Sometimes in the skincare industry, we toss around the term “free radicals” as though it’s part of everyone’s everyday vocabulary. Free radicals impact everyone. While you don’t need to know everything about them, a better understanding of what they are, what they do, and how you can protect yourself from them is vital to more than just your skin health.
What are free radicals, and what do they do to your skin?
Let’s get technical for a minute. Free radicals are atoms with an unpaired electron in their outer shell. They’re a byproduct of your body’s natural metabolism, a process called oxidation. Free radicals are also created by exposure to environmental toxins, like:
- UV light from the sun
- Tobacco smoke
- Vinyl chloride
- Air pollution
- Medical radiation
- Some viruses
Remember that unpaired electron? It desperately wants to bind to another electron and goes on the hunt, trying to steal electrons from other molecules. That’s how they damage lipids, proteins, and DNA, among other parts of human cells. Free radicals only exist for a fraction of a second, but that’s enough time to damage cells and contribute to a number of conditions, including cancer, by damaging the body’s natural cancer-fighting proteins and genes.
Antioxidants are the counterpart to the oxidative stress caused by free radicals. Antioxidants neutralize free radicals before they can do their damage. Not only do antioxidants protect you from free radicals, but they can also reduce pigment overproduction, aka age spots.
Antioxidants naturally occur in many of the foods we eat. You can also give yourself a dose of antioxidants with the skincare products you use. They’re often included in anti-aging products to treat wrinkles and reduce uneven skin tone.
How to Protect Your Skin From Free Radicals
Eat a Wide Variety of Fruits and Vegetables
Colorful fruits and vegetables often contain free-radical fighting antioxidants. Some of the best sources include:
- Red cabbage
However, fruits and vegetables aren’t your only source of antioxidants. Beans, as a group, often contain high amounts of antioxidants, too. Pinto beans, for example, contain kaempferol, an antioxidant known for reducing cancer growth and inflammation.
Pecans and dark chocolate are two other sources of antioxidants worth including in your diet. The latter’s antioxidants have been linked to lower levels of LDL cholesterol, the bad type of cholesterol.
The sun’s UV rays are a major source of oxidative stress. Physical sunscreens, those that have ingredients that block UV rays from entering the skin rather than chemical sunscreens that absorb the sun’s rays, can prevent free radicals from damaging the skin.
SkinResourceMD’s Essential Solar Protector creates a physical barrier between your skin and harmful rays and is reef (and human) safe. We also offer a Hyaluronic Facial Solar Protector that acts as a moisturizing, wrinkle-preventing, and sun-protecting layer for your skin.
Use Skincare Products with Antioxidants
A daily moisturizer like our Oil Free Antioxidant Facial Moisturizer gives your skin extra antioxidants from the outside in. This formula contains antioxidant-heavy green tea and coffee berry extracts. It also contains ingredients that stimulate elastin and collagen to reduce the appearance of fine lines and wrinkles.
For an even heavier dose of topical antioxidants, try an antioxidant serum like our Total Antioxidant — Vitamin C Facial Serum. Vitamin C is a powerful nutrient used by the body to form collagen, muscle, cartilage, and blood vessels.
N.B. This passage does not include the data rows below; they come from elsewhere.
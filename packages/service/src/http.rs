//! HTTP intake for clone requests
//!
//! The boundary adapter in front of the request bus: `POST
//! /v1/clone-requests` accepts a CloneRequest body, submits it, and replies
//! with the completion status once the whole clone finished (or failed).

use axum::extract::State;
use axum::http::StatusCode;
use axum::routing::{get, post};
use axum::{Json, Router};
use fragmentforge_core::bus::RequestBus;
use fragmentforge_core::db::GraphStoreError;
use fragmentforge_core::models::{CloneReply, CloneRequest};
use fragmentforge_core::services::CloneError;
use serde_json::{json, Value};
use std::sync::Arc;
use tower_http::trace::TraceLayer;
use tracing::warn;

#[derive(Clone)]
pub struct AppState {
    pub bus: Arc<dyn RequestBus>,
}

pub fn router(state: AppState) -> Router {
    Router::new()
        .route("/v1/clone-requests", post(submit_clone))
        .route("/healthz", get(healthz))
        .layer(TraceLayer::new_for_http())
        .with_state(state)
}

async fn healthz() -> StatusCode {
    StatusCode::OK
}

async fn submit_clone(
    State(state): State<AppState>,
    Json(request): Json<CloneRequest>,
) -> Result<Json<CloneReply>, (StatusCode, Json<Value>)> {
    match state.bus.submit(request).await {
        Ok(reply) => Ok(Json(reply)),
        Err(error) => {
            warn!(%error, depth = error.depth(), "clone request rejected");
            Err((
                error_status(&error),
                Json(json!({ "error": error.to_string(), "depth": error.depth() })),
            ))
        }
    }
}

/// Map the clone failure taxonomy onto HTTP status codes.
fn error_status(error: &CloneError) -> StatusCode {
    match error {
        CloneError::InvalidRequest { .. } => StatusCode::BAD_REQUEST,
        CloneError::NotFound { .. } => StatusCode::NOT_FOUND,
        CloneError::Store(GraphStoreError::NodeNotFound { .. }) => StatusCode::NOT_FOUND,
        CloneError::Store(GraphStoreError::DanglingReference { .. }) => StatusCode::CONFLICT,
        CloneError::Store(_) | CloneError::Transport { .. } => StatusCode::SERVICE_UNAVAILABLE,
        CloneError::Aborted { .. } => StatusCode::BAD_GATEWAY,
    }
}
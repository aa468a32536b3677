use std::{io::Write, path::PathBuf};

use anyhow::Result;
use tokio::io::{AsyncBufRead, Lines};
use tracing::info;

use super::{PartialSettings, Settings, SettingsStore, INTERVAL_RANGE};

/// Asks a single question. Empty answers and the end of input mean "keep the default".
async fn ask<R: AsyncBufRead + Unpin>(
    lines: &mut Lines<R>,
    question: &str,
    default: &str,
) -> Result<Option<String>> {
    print!("{question} [{default}]: ");
    std::io::stdout().flush()?;
    Ok(lines
        .next_line()
        .await?
        .map(|line| line.trim().to_string())
        .filter(|line| !line.is_empty()))
}

async fn ask_interval<R: AsyncBufRead + Unpin>(
    lines: &mut Lines<R>,
    question: &str,
    default: u32,
) -> Result<u32> {
    loop {
        let Some(answer) = ask(lines, question, &default.to_string()).await? else {
            return Ok(default);
        };
        match answer.parse::<u32>() {
            Ok(value) if INTERVAL_RANGE.contains(&value) => return Ok(value),
            _ => println!(
                "Expected a number of minutes between {} and {}",
                INTERVAL_RANGE.start(),
                INTERVAL_RANGE.end()
            ),
        }
    }
}

/// Interactive settings form. With `only_missing` set, keys already present in `current` are
/// kept without asking. Values shown in brackets are used when the answer is empty.
pub async fn prompt_settings<R: AsyncBufRead + Unpin>(
    lines: &mut Lines<R>,
    current: PartialSettings,
    defaults: &Settings,
    only_missing: bool,
) -> Result<Settings> {
    let shown = current.clone().or_defaults(defaults);
    let shown_path = shown.file_path.to_string_lossy().to_string();

    let file_path = match current.file_path {
        Some(path) if only_missing => path,
        _ => ask(lines, "File path", &shown_path)
            .await?
            .map(PathBuf::from)
            .unwrap_or(shown.file_path),
    };

    let screenshot_interval = match current.screenshot_interval {
        Some(_) if only_missing => shown.screenshot_interval,
        _ => ask_interval(lines, "Screenshot interval, minutes", shown.screenshot_interval).await?,
    };

    let tracking_interval = match current.tracking_interval {
        Some(_) if only_missing => shown.tracking_interval,
        _ => ask_interval(lines, "Tracking interval, minutes", shown.tracking_interval).await?,
    };

    Ok(Settings {
        file_path,
        screenshot_interval,
        tracking_interval,
    })
}

/// Loads the stored settings. When any key is missing the user is asked for it before anything
/// else happens, and the completed settings are saved.
pub async fn load_or_prompt<R: AsyncBufRead + Unpin>(
    store: &SettingsStore,
    defaults: &Settings,
    lines: &mut Lines<R>,
) -> Result<Settings> {
    let stored = store.load().await?;
    if stored.is_complete() {
        return Ok(stored.or_defaults(defaults));
    }

    info!("Settings in {:?} are incomplete, asking", store.path());
    println!("Some settings are missing. Press enter to keep the value in brackets.");
    let settings = prompt_settings(lines, stored, defaults, true).await?;
    store.save(&settings).await?;
    Ok(settings)
}

#[cfg(test)]
mod tests {
    use std::path::Path;

    use anyhow::Result;
    use chrono::{NaiveDate, NaiveDateTime, NaiveTime};
    use tempfile::tempdir;
    use tokio::io::AsyncBufReadExt;

    use super::*;

    const LAUNCH: NaiveDateTime = NaiveDateTime::new(
        NaiveDate::from_ymd_opt(2024, 1, 1).unwrap(),
        NaiveTime::from_hms_opt(9, 30, 0).unwrap(),
    );

    #[tokio::test]
    async fn test_only_missing_keys_are_asked() -> Result<()> {
        let defaults = Settings::defaults(Path::new("/state"), LAUNCH);
        let current = PartialSettings {
            file_path: Some("/work/log".into()),
            ..Default::default()
        };
        // Screenshot interval first, then tracking interval.
        let mut lines = "15\n\n".as_bytes().lines();

        let settings = prompt_settings(&mut lines, current, &defaults, true).await?;

        assert_eq!(
            settings,
            Settings {
                file_path: "/work/log".into(),
                screenshot_interval: 15,
                tracking_interval: 1,
            }
        );
        Ok(())
    }

    #[tokio::test]
    async fn test_invalid_interval_is_asked_again() -> Result<()> {
        let defaults = Settings::defaults(Path::new("/state"), LAUNCH);
        let mut lines = "/work/log\n0\nten\n61\n45\n5\n".as_bytes().lines();

        let settings =
            prompt_settings(&mut lines, PartialSettings::default(), &defaults, false).await?;

        assert_eq!(settings.screenshot_interval, 45);
        assert_eq!(settings.tracking_interval, 5);
        Ok(())
    }

    #[tokio::test]
    async fn test_end_of_input_fills_defaults() -> Result<()> {
        let defaults = Settings::defaults(Path::new("/state"), LAUNCH);
        let mut lines = "".as_bytes().lines();

        let settings =
            prompt_settings(&mut lines, PartialSettings::default(), &defaults, false).await?;

        assert_eq!(settings, defaults);
        Ok(())
    }

    #[tokio::test]
    async fn test_first_run_saves_prompted_settings() -> Result<()> {
        let dir = tempdir()?;
        let store = SettingsStore::new(dir.path());
        let defaults = Settings::defaults(dir.path(), LAUNCH);
        let mut lines = "\n5\n2\n".as_bytes().lines();

        let settings = load_or_prompt(&store, &defaults, &mut lines).await?;

        assert_eq!(settings.file_path, defaults.file_path);
        assert_eq!(store.load().await?, settings.clone().into());

        // Nothing is asked once every key is stored.
        let mut no_input = "".as_bytes().lines();
        assert_eq!(load_or_prompt(&store, &defaults, &mut no_input).await?, settings);
        Ok(())
    }
}
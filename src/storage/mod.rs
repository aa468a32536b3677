//! Storage of tracked sessions is organized through [work_log::CsvWorkLog].
//! The basic idea is:
//!  - A profile is a base path `P` without extension.
//!  - Sessions are rows of the table `P.csv`, one row per session, with a header row.
//!  - Screenshots of the profile live in the directory `P/`.
//!  - Only the last row is ever modified. It is the open row while a session is tracked.

pub mod entities;
pub mod work_log;

use crate::utils::time::WorkingTime;

use entities::SessionRecord;

/// Sums durations of all rows in whole seconds. The result is decomposed into hours and
/// minutes only when displayed, so seconds of different rows add up.
pub fn compute_total_elapsed(rows: &[SessionRecord]) -> WorkingTime {
    rows.iter().map(SessionRecord::elapsed).sum()
}
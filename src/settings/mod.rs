//! Persisted configuration of the tracker. Settings are kept as a small JSON key/value file in
//! the application directory. Any missing key is asked for before tracking can begin.

pub mod prompt;

use std::{
    io::ErrorKind,
    ops::RangeInclusive,
    path::{Path, PathBuf},
    time::Duration,
};

use anyhow::{Context, Result};
use chrono::NaiveDateTime;
use serde::{Deserialize, Serialize};
use tracing::{info, warn};

use crate::utils::time::moment_to_file_name;

/// Allowed values of both intervals, in minutes.
pub const INTERVAL_RANGE: RangeInclusive<u32> = 1..=60;

pub const DEFAULT_SCREENSHOT_INTERVAL: u32 = 30;
pub const DEFAULT_TRACKING_INTERVAL: u32 = 1;

const SETTINGS_FILE_NAME: &str = "settings.json";

#[derive(Debug, Clone, PartialEq, Eq, Serialize, Deserialize)]
pub struct Settings {
    /// Base path of the profile, without extension.
    #[serde(rename = "FilePath")]
    pub file_path: PathBuf,
    /// Minutes between screenshots.
    #[serde(rename = "ScreenShotInterval")]
    pub screenshot_interval: u32,
    /// Minutes between updates of the open row.
    #[serde(rename = "TrackingInterval")]
    pub tracking_interval: u32,
}

impl Settings {
    /// Defaults of a first run. The profile is named after the launch time so that a new
    /// installation never appends to somebody else's table.
    pub fn defaults(application_dir: &Path, launched_at: NaiveDateTime) -> Self {
        Self {
            file_path: application_dir.join(moment_to_file_name(launched_at)),
            screenshot_interval: DEFAULT_SCREENSHOT_INTERVAL,
            tracking_interval: DEFAULT_TRACKING_INTERVAL,
        }
    }

    pub fn tracking_period(&self) -> Duration {
        minutes(self.tracking_interval)
    }

    pub fn screenshot_period(&self) -> Duration {
        minutes(self.screenshot_interval)
    }
}

fn minutes(value: u32) -> Duration {
    Duration::from_secs(u64::from(value) * 60)
}

/// Settings as found on disk, where any key may be missing.
#[derive(Debug, Clone, Default, PartialEq, Eq, Serialize, Deserialize)]
pub struct PartialSettings {
    #[serde(rename = "FilePath", default, skip_serializing_if = "Option::is_none")]
    pub file_path: Option<PathBuf>,
    #[serde(
        rename = "ScreenShotInterval",
        default,
        skip_serializing_if = "Option::is_none"
    )]
    pub screenshot_interval: Option<u32>,
    #[serde(
        rename = "TrackingInterval",
        default,
        skip_serializing_if = "Option::is_none"
    )]
    pub tracking_interval: Option<u32>,
}

impl PartialSettings {
    pub fn is_complete(&self) -> bool {
        self.file_path.is_some()
            && self.screenshot_interval.is_some()
            && self.tracking_interval.is_some()
    }

    /// Fills every missing key from `defaults`. Out of range intervals are clamped.
    pub fn or_defaults(self, defaults: &Settings) -> Settings {
        Settings {
            file_path: self
                .file_path
                .unwrap_or_else(|| defaults.file_path.clone()),
            screenshot_interval: clamp_interval(
                "ScreenShotInterval",
                self.screenshot_interval
                    .unwrap_or(defaults.screenshot_interval),
            ),
            tracking_interval: clamp_interval(
                "TrackingInterval",
                self.tracking_interval.unwrap_or(defaults.tracking_interval),
            ),
        }
    }
}

impl From<Settings> for PartialSettings {
    fn from(value: Settings) -> Self {
        Self {
            file_path: Some(value.file_path),
            screenshot_interval: Some(value.screenshot_interval),
            tracking_interval: Some(value.tracking_interval),
        }
    }
}

fn clamp_interval(key: &str, value: u32) -> u32 {
    let clamped = value.clamp(*INTERVAL_RANGE.start(), *INTERVAL_RANGE.end());
    if clamped != value {
        warn!("{key} of {value} minutes is out of range, using {clamped}");
    }
    clamped
}

/// Key/value store for [Settings], backed by `settings.json`.
#[derive(Debug, Clone)]
pub struct SettingsStore {
    path: PathBuf,
}

impl SettingsStore {
    pub fn new(application_dir: &Path) -> Self {
        Self {
            path: application_dir.join(SETTINGS_FILE_NAME),
        }
    }

    pub fn path(&self) -> &Path {
        &self.path
    }

    /// Reads whatever is stored. A missing or unreadable file counts as no stored keys.
    pub async fn load(&self) -> Result<PartialSettings> {
        match tokio::fs::read(&self.path).await {
            Ok(content) => match serde_json::from_slice(&content) {
                Ok(settings) => Ok(settings),
                Err(e) => {
                    warn!("Ignoring corrupted settings {:?}: {e}", self.path);
                    Ok(PartialSettings::default())
                }
            },
            Err(e) if e.kind() == ErrorKind::NotFound => Ok(PartialSettings::default()),
            Err(e) => Err(e).with_context(|| format!("Failed to read {:?}", self.path)),
        }
    }

    pub async fn save(&self, settings: &Settings) -> Result<()> {
        if let Some(parent) = self.path.parent() {
            tokio::fs::create_dir_all(parent).await?;
        }
        let content = serde_json::to_vec_pretty(settings)?;
        tokio::fs::write(&self.path, content)
            .await
            .with_context(|| format!("Failed to write {:?}", self.path))?;
        info!("Saved settings {settings:?}");
        Ok(())
    }
}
It’s also an antioxidant powerhouse that protects you against natural and environmental free radicals. Our delicious smelling serum has a light citrus scent and sinks into the skin for an additional nourishing layer that’s perfect for under your foundation or as an extra layer over your daily moisturizer.
Mix and Match Your Diet and Products
Different foods and skincare products contain different antioxidants. Your body can use and needs all of them. Try to eat a wide variety of fruits and vegetables to provide your body with any array of nutrients.
Apply your antioxidant skincare products in the morning and before bed. You’re not usually exposed to many free radicals while you sleep. However, a morning application of sunscreen and moisturizer protects the skin from the day’s coming exposure.
Damage from free radicals can continue for several hours after exposure. That makes your nighttime application of antioxidant products a crucial protective measure.
You can’t avoid all free radical exposure. They’re a part of your body’s natural metabolic processes. However, you can eat a diet and use products that reduce damage and protect you from environmental free radicals. So, eat healthily and develop a regular skincare regime that protects your skin from daily damage.